What you should do:
Every line from the one with "subscribe_async(&self, event_type: &str, handler: Arc<dyn" to the one with "let handlers = self.sync_handlers.read().await;", including those two, is to be copied exactly; all other lines of the entries below are left out.

◆ ◆ ◆

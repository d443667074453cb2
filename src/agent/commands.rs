use serde_json::json;
use tokio_util::sync::CancellationToken;

use crate::intent::{tier_level, CommandTier, ParsedCommand};
use crate::tools::ToolRequest;

use super::AgentLoop;

const DENY_OPERATOR: &str = "Access denied. Operator tier required.";
const DENY_ADMIN: &str = "Access denied. Admin tier required.";

impl AgentLoop {
    /// Serve a recognized messaging-channel admin command locally.
    pub(crate) async fn handle_channel_command(&self, cmd: ParsedCommand) -> String {
        match cmd.command.as_str() {
            "config" => self.handle_config_command(&cmd),
            "agents" => {
                if tier_level(cmd.tier) < tier_level(CommandTier::Operator) {
                    return DENY_OPERATOR.to_string();
                }
                self.format_agent_list()
            }
            "monitors" => {
                if tier_level(cmd.tier) < tier_level(CommandTier::Operator) {
                    return DENY_OPERATOR.to_string();
                }
                let mut out = String::from("HTTP: ");
                for m in &self.cfg.monitors.http {
                    out.push_str(&m.id);
                    out.push(' ');
                }
                out.push_str("\nProcess: ");
                for m in &self.cfg.monitors.process {
                    out.push_str(&m.id);
                    out.push(' ');
                }
                out
            }
            "audit" => {
                if tier_level(cmd.tier) < tier_level(CommandTier::Admin) {
                    return DENY_ADMIN.to_string();
                }
                match cmd.args.first() {
                    Some(task_id) => format!("Use: sypher audit show {}", task_id),
                    None => "Usage: audit <task_id>".to_string(),
                }
            }
            "status" => format!(
                "Agents: {}, Timeout: {}s",
                self.cfg.agents.list.len(),
                self.cfg.task.timeout_sec
            ),
            "cli" => self.handle_cli_command(&cmd.args).await,
            _ => String::new(),
        }
    }

    fn handle_config_command(&self, cmd: &ParsedCommand) -> String {
        let action = cmd.args.first().map(String::as_str).unwrap_or("");
        match action {
            "get" => {
                if tier_level(cmd.tier) < tier_level(CommandTier::Operator) {
                    return DENY_OPERATOR.to_string();
                }
                match cmd.args.get(1) {
                    Some(key) if key == "agents.list" => self.format_agent_list(),
                    Some(key) => format!("Config get: {}", key),
                    None => "Usage: config get <path>".to_string(),
                }
            }
            "set" => {
                if tier_level(cmd.tier) < tier_level(CommandTier::Admin) {
                    return DENY_ADMIN.to_string();
                }
                "Config set: use 'sypher config set <path> <value>' from the CLI".to_string()
            }
            _ => "Usage: config get <path> | config set <path> <value>".to_string(),
        }
    }

    fn format_agent_list(&self) -> String {
        if self.cfg.agents.list.is_empty() {
            return "No agents".to_string();
        }
        let mut out = String::new();
        for (i, agent) in self.cfg.agents.list.iter().enumerate() {
            out.push_str(&format!("{}: {}\n", i + 1, agent.id));
        }
        out
    }

    /// `cli list | cli new -m "tag" | cli run <id> <command> | cli <id> [--tail N]`
    pub(crate) async fn handle_cli_command(&self, args: &[String]) -> String {
        let Some(first) = args.first() else {
            return "Usage: cli list | cli new -m 'tag' | cli <N> [--tail N]".to_string();
        };

        match first.as_str() {
            "list" => {
                let sessions = self.cli_sessions.list();
                if sessions.is_empty() {
                    return "No active CLI sessions. Use 'cli new -m \"tag\"' to create one."
                        .to_string();
                }
                let now = chrono::Utc::now();
                let mut out = String::new();
                for s in sessions {
                    let age = now.signed_duration_since(s.last_activity);
                    let ago = if age.num_minutes() >= 1 {
                        format!("{}m ago", age.num_minutes())
                    } else {
                        "just now".to_string()
                    };
                    out.push_str(&format!("{}: {} (active {})\n", s.id, s.tag, ago));
                }
                out
            }
            "new" => {
                let tag = args
                    .iter()
                    .position(|a| a == "-m")
                    .and_then(|i| args.get(i + 1..))
                    .map(|rest| rest.join(" "))
                    .filter(|t| !t.is_empty())
                    .unwrap_or_else(|| "unnamed".to_string());
                let session = self.cli_sessions.create(&tag);
                format!("Created CLI session {}: {}", session.id, tag)
            }
            "run" => {
                if args.len() < 3 {
                    return "Usage: cli run <session_id> <command>".to_string();
                }
                let Ok(id) = args[1].parse::<u64>() else {
                    return "Invalid session ID".to_string();
                };
                let Some(session) = self.cli_sessions.get(id) else {
                    return format!("Session {} not found", id);
                };
                let command = args[2..].join(" ");

                let response = self
                    .registry
                    .dispatch(ToolRequest {
                        tool_call_id: "cli-run".to_string(),
                        task_id: format!("cli-{}", id),
                        agent_id: "main".to_string(),
                        name: "exec".to_string(),
                        args: json!({"command": command}),
                        cancel: CancellationToken::new(),
                    })
                    .await;

                let output = if response.is_error {
                    format!("Error: {}", response.for_llm)
                } else {
                    response.for_llm
                };
                session.append(&output);
                output
            }
            _ => {
                let Ok(id) = first.parse::<u64>() else {
                    return "Usage: cli <session_id> [--tail N]".to_string();
                };
                let Some(session) = self.cli_sessions.get(id) else {
                    return format!("Session {} not found. Use 'cli list' to see active sessions.", id);
                };
                let tail = args
                    .iter()
                    .position(|a| a == "--tail")
                    .and_then(|i| args.get(i + 1))
                    .and_then(|n| n.parse::<usize>().ok())
                    .unwrap_or(crate::cli_session::DEFAULT_TAIL_LINES);
                let out = session.tail(tail);
                if out.is_empty() {
                    format!("Session {} ({}): no output yet", id, session.tag)
                } else {
                    format!("Session {} ({}) last {} lines:\n{}", id, session.tag, tail.min(crate::cli_session::MAX_TAIL_LINES), out)
                }
            }
        }
    }
}
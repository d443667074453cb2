use std::collections::HashMap;
use std::sync::Arc;

use async_trait::async_trait;
use serde_json::Value;
use tokio::sync::{mpsc, Mutex, RwLock};
use tokio_util::sync::CancellationToken;
use tracing::debug;

const DEFAULT_ASYNC_BUFFER: usize = 100;

/// A structured event on the bus, e.g. `task.started`.
#[derive(Debug, Clone)]
pub struct Event {
    pub event_type: String,
    pub payload: Value,
}

impl Event {
    pub fn new(event_type: impl Into<String>, payload: Value) -> Self {
        Self {
            event_type: event_type.into(),
            payload,
        }
    }
}

/// Handler invoked for events of a subscribed type.
#[async_trait]
pub trait EventHandler: Send + Sync {
    async fn handle(&self, event: Event) -> anyhow::Result<()>;
}

/// Typed event fan-out with sync and buffered-async delivery.
///
/// Sync handlers run on the publisher in registration order; the first
/// failure aborts publish and skips the remaining sync handlers. Async
/// handlers are fed from a bounded buffer (drop-newest on overflow) by
/// `run_async_dispatcher`, with errors swallowed.
pub struct EventBus {
    sync_handlers: RwLock<HashMap<String, Vec<Arc<dyn EventHandler>>>>,
    async_handlers: RwLock<HashMap<String, Vec<Arc<dyn EventHandler>>>>,
    async_tx: mpsc::Sender<Event>,
    async_rx: Mutex<mpsc::Receiver<Event>>,
}

impl EventBus {
    pub fn new(async_buffer: usize) -> Self {
        let async_buffer = if async_buffer == 0 {
            DEFAULT_ASYNC_BUFFER
        } else {
            async_buffer
        };
        let (async_tx, async_rx) = mpsc::channel(async_buffer);
        Self {
            sync_handlers: RwLock::new(HashMap::new()),
            async_handlers: RwLock::new(HashMap::new()),
            async_tx,
            async_rx: Mutex::new(async_rx),
        }
    }

    pub async fn subscribe_sync(&self, event_type: &str, handler: Arc<dyn EventHandler>) {
        self.sync_handlers
            .write()
            .await
            .entry(event_type.to_string())
            .or_default()
            .push(handler);
    }

    pub async fn subscribe_async(&self, event_type: &str, handler: Arc<dyn EventHandler>) {
        self.async_handlers
            .write()
            .await
            .entry(event_type.to_string())
            .or_default()
            .push(handler);
    }

    /// Publish an event. Sync handlers complete (or fail) before return;
    /// the event is then offered to the async buffer and dropped if full.
    pub async fn publish(&self, event: Event) -> anyhow::Result<()> {
        let sync = {
            let handlers = self.sync_handlers.read().await;
            handlers.get(&event.event_type).cloned().unwrap_or_default()
        };
        for handler in sync {
            handler.handle(event.clone()).await?;
        }

        let has_async = {
            let handlers = self.async_handlers.read().await;
            handlers
                .get(&event.event_type)
                .map(|v| !v.is_empty())
                .unwrap_or(false)
        };
        if has_async {
            if self.async_tx.try_send(event.clone()).is_err() {
                debug!(event_type = %event.event_type, "Async event buffer full, dropping event");
            }
        }
        Ok(())
    }

    /// Drain the async buffer until `cancel` fires. Handler errors are
    /// logged and swallowed.
    pub async fn run_async_dispatcher(&self, cancel: CancellationToken) {
        let mut rx = self.async_rx.lock().await;
        loop {
            let event = tokio::select! {
                ev = rx.recv() => match ev {
                    Some(ev) => ev,
                    None => return,
                },
                _ = cancel.cancelled() => return,
            };
            let handlers = {
                let map = self.async_handlers.read().await;
                map.get(&event.event_type).cloned().unwrap_or_default()
            };
            for handler in handlers {
                if let Err(e) = handler.handle(event.clone()).await {
                    debug!(event_type = %event.event_type, "Async event handler failed: {}", e);
                }
            }
        }
    }
}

◆ ◆ ◆

Solution:
    pub async fn subscribe_async(&self, event_type: &str, handler: Arc<dyn EventHandler>) {
        self.async_handlers
            .write()
            .await
            .entry(event_type.to_string())
            .or_default()
            .push(handler);
    }

    /// Publish an event. Sync handlers complete (or fail) before return;
    /// the event is then offered to the async buffer and dropped if full.
    pub async fn publish(&self, event: Event) -> anyhow::Result<()> {
        let sync = {
            let handlers = self.sync_handlers.read().await;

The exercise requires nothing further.